**HOW TO COMPLETE THIS TASK**. When you reach the line containing "self.layout.total_sectors()" in the records below, start copying exactly, and stop once you have copied the line containing "Performs structural validation".

[Stored data entries]

◇ ◇ ◇ ◇

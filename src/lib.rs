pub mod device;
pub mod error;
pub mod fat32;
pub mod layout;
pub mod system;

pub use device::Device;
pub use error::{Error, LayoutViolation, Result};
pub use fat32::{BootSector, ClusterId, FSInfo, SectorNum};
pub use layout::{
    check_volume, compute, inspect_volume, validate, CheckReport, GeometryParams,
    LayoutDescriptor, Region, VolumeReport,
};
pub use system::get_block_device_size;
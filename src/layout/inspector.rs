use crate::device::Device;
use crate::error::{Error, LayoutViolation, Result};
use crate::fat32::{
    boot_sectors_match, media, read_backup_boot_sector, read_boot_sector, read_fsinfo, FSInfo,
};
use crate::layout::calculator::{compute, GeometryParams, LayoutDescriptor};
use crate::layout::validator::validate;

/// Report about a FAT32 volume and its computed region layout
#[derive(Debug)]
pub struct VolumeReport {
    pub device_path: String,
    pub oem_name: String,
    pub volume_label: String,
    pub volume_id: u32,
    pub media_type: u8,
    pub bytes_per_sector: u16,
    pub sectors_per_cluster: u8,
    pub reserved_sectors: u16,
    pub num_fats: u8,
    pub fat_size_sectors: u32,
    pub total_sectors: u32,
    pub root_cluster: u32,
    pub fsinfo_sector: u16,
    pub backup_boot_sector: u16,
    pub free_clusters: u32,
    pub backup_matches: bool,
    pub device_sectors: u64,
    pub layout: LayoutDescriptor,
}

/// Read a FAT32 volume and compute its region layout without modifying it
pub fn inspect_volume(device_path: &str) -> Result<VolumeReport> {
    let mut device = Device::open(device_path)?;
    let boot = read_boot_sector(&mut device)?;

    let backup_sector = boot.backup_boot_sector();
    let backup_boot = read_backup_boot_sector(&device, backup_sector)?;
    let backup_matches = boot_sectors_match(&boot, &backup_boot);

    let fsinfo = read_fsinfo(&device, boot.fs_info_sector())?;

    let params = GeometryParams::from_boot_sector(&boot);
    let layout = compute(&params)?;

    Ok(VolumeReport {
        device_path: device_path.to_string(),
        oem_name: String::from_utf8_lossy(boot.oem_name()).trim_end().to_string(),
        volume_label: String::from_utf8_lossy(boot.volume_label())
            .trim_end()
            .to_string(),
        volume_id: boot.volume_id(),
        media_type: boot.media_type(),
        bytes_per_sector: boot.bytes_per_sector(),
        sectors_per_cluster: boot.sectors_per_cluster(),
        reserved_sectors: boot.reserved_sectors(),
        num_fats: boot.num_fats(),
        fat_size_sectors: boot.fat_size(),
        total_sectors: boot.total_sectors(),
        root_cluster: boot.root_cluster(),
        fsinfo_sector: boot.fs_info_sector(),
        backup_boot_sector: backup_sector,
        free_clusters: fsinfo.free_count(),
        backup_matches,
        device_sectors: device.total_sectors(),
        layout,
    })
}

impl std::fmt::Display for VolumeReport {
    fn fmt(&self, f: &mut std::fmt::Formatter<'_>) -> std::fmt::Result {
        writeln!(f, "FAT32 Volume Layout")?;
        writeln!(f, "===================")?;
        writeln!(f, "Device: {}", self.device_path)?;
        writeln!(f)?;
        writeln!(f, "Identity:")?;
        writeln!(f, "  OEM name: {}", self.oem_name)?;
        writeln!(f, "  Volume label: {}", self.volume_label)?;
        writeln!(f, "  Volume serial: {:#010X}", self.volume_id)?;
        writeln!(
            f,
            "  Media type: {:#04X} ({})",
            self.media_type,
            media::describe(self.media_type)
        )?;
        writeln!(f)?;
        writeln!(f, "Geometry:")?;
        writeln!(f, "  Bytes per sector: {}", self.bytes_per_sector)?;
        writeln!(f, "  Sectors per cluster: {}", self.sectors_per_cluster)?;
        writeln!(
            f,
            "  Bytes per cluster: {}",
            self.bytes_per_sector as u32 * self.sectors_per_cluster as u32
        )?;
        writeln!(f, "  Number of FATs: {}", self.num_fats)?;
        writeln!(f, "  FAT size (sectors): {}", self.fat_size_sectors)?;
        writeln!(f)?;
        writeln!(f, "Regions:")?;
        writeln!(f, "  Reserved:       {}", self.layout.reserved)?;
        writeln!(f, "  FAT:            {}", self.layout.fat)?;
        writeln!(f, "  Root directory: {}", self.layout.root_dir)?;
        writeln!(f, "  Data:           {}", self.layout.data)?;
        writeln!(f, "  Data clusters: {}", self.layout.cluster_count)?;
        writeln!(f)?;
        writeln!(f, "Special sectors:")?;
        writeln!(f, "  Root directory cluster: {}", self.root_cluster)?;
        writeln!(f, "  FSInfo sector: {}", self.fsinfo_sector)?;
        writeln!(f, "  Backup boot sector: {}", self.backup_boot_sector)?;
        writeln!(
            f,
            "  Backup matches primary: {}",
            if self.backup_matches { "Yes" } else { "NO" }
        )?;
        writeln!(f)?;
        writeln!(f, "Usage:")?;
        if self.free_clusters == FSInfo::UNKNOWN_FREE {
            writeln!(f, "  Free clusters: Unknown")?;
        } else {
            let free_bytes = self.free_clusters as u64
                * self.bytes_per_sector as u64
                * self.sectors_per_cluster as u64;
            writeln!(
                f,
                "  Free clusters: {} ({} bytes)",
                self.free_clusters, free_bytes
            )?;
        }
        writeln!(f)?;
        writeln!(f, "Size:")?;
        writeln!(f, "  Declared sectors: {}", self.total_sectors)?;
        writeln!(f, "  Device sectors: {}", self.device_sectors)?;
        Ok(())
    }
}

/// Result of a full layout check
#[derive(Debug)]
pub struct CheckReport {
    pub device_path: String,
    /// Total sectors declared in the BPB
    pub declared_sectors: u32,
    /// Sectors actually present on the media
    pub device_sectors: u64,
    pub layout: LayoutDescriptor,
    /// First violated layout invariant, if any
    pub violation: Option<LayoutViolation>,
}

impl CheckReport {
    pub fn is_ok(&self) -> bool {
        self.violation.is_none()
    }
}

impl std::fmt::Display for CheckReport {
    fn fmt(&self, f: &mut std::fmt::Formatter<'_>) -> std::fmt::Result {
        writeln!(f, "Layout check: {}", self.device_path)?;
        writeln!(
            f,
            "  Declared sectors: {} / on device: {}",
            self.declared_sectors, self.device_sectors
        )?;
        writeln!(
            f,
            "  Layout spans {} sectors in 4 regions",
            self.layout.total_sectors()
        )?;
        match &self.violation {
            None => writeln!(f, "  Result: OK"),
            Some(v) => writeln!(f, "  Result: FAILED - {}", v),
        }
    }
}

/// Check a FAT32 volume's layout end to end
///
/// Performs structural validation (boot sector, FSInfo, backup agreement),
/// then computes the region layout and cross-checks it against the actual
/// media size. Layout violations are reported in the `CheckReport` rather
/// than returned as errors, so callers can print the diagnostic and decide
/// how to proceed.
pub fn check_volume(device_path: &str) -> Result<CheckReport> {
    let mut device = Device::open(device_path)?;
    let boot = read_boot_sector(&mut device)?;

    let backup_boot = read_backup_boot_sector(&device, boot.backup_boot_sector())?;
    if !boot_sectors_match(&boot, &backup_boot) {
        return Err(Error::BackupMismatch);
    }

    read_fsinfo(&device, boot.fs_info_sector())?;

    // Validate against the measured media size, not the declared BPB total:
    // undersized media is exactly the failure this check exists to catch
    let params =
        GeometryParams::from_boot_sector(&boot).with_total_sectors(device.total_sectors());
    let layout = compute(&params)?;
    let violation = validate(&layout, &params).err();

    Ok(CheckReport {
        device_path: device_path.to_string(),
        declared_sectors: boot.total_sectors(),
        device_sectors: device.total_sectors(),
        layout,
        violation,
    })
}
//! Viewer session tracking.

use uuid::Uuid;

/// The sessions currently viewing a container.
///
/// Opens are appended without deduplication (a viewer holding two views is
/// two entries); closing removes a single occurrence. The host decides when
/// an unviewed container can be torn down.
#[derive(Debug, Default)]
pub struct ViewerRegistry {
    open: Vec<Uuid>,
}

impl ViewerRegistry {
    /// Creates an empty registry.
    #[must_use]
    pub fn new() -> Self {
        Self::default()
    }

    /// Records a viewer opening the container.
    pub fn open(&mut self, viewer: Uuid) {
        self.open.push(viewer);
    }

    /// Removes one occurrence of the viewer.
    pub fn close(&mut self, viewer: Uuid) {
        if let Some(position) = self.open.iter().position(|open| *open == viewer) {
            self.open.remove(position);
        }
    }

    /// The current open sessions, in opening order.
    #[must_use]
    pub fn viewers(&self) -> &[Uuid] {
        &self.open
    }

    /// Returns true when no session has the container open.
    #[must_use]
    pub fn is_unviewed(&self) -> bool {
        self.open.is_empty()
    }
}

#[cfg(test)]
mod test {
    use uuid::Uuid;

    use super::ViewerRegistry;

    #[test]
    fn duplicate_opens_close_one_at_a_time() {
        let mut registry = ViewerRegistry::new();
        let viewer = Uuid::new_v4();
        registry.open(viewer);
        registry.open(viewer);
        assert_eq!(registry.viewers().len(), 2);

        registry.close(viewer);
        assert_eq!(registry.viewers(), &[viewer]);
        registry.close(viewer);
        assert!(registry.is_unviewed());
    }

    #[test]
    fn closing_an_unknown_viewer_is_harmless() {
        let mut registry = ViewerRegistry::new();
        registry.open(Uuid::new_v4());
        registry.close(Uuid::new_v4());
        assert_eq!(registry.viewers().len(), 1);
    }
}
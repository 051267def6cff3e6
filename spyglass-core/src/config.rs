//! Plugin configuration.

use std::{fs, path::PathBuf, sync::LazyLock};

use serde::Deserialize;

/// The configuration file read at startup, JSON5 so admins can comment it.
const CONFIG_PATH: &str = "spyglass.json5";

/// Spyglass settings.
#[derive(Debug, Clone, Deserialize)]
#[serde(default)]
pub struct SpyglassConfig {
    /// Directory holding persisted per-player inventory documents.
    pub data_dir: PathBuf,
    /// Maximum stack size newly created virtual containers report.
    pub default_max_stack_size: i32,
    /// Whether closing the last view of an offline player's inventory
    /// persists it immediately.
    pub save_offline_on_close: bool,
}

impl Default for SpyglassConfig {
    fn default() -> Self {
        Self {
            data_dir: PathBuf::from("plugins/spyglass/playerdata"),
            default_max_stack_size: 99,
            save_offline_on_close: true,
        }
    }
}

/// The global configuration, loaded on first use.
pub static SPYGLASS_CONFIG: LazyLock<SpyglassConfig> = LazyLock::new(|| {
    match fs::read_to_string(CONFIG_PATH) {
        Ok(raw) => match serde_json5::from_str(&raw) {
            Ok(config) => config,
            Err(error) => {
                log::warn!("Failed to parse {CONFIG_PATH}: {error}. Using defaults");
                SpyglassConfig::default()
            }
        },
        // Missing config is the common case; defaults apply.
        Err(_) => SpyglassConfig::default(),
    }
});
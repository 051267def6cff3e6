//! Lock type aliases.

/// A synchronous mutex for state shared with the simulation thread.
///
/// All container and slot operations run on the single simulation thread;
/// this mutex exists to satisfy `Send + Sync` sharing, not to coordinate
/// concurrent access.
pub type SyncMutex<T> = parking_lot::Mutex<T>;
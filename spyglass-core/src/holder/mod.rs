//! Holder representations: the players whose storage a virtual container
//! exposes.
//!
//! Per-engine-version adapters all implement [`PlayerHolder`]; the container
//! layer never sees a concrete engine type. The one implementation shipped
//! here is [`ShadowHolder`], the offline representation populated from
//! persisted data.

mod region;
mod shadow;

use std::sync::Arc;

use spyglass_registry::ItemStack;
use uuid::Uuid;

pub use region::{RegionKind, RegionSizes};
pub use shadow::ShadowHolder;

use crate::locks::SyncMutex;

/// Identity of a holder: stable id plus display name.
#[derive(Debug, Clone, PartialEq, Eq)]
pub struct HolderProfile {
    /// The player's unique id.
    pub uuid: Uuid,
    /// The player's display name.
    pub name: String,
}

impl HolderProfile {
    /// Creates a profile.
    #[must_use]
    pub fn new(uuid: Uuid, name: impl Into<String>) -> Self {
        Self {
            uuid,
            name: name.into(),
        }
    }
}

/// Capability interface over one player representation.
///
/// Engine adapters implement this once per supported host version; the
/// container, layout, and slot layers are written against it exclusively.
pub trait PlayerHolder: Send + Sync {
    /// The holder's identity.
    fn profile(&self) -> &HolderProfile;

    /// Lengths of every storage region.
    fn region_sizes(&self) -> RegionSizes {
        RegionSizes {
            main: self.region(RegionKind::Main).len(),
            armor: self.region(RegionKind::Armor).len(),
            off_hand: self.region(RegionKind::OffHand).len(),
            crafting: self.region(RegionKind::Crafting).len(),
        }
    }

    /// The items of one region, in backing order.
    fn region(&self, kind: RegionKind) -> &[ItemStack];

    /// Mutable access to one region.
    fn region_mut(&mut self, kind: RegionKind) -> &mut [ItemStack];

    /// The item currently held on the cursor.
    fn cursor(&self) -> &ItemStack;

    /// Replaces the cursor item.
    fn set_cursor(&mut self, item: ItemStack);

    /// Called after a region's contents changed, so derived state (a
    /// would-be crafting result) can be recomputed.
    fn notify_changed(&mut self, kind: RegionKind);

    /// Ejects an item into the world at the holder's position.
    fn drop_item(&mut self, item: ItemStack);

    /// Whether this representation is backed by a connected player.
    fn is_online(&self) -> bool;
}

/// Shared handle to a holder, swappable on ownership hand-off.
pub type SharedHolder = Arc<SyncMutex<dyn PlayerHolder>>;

◇ ◇ ◇ ◇

**YOUR RESPONSE**.
            self.layout.total_sectors()
        )?;
        match &self.violation {
            None => writeln!(f, "  Result: OK"),
            Some(v) => writeln!(f, "  Result: FAILED - {}", v),
        }
    }
}

/// Check a FAT32 volume's layout end to end
///
/// Performs structural validation (boot sector, FSInfo, backup agreement),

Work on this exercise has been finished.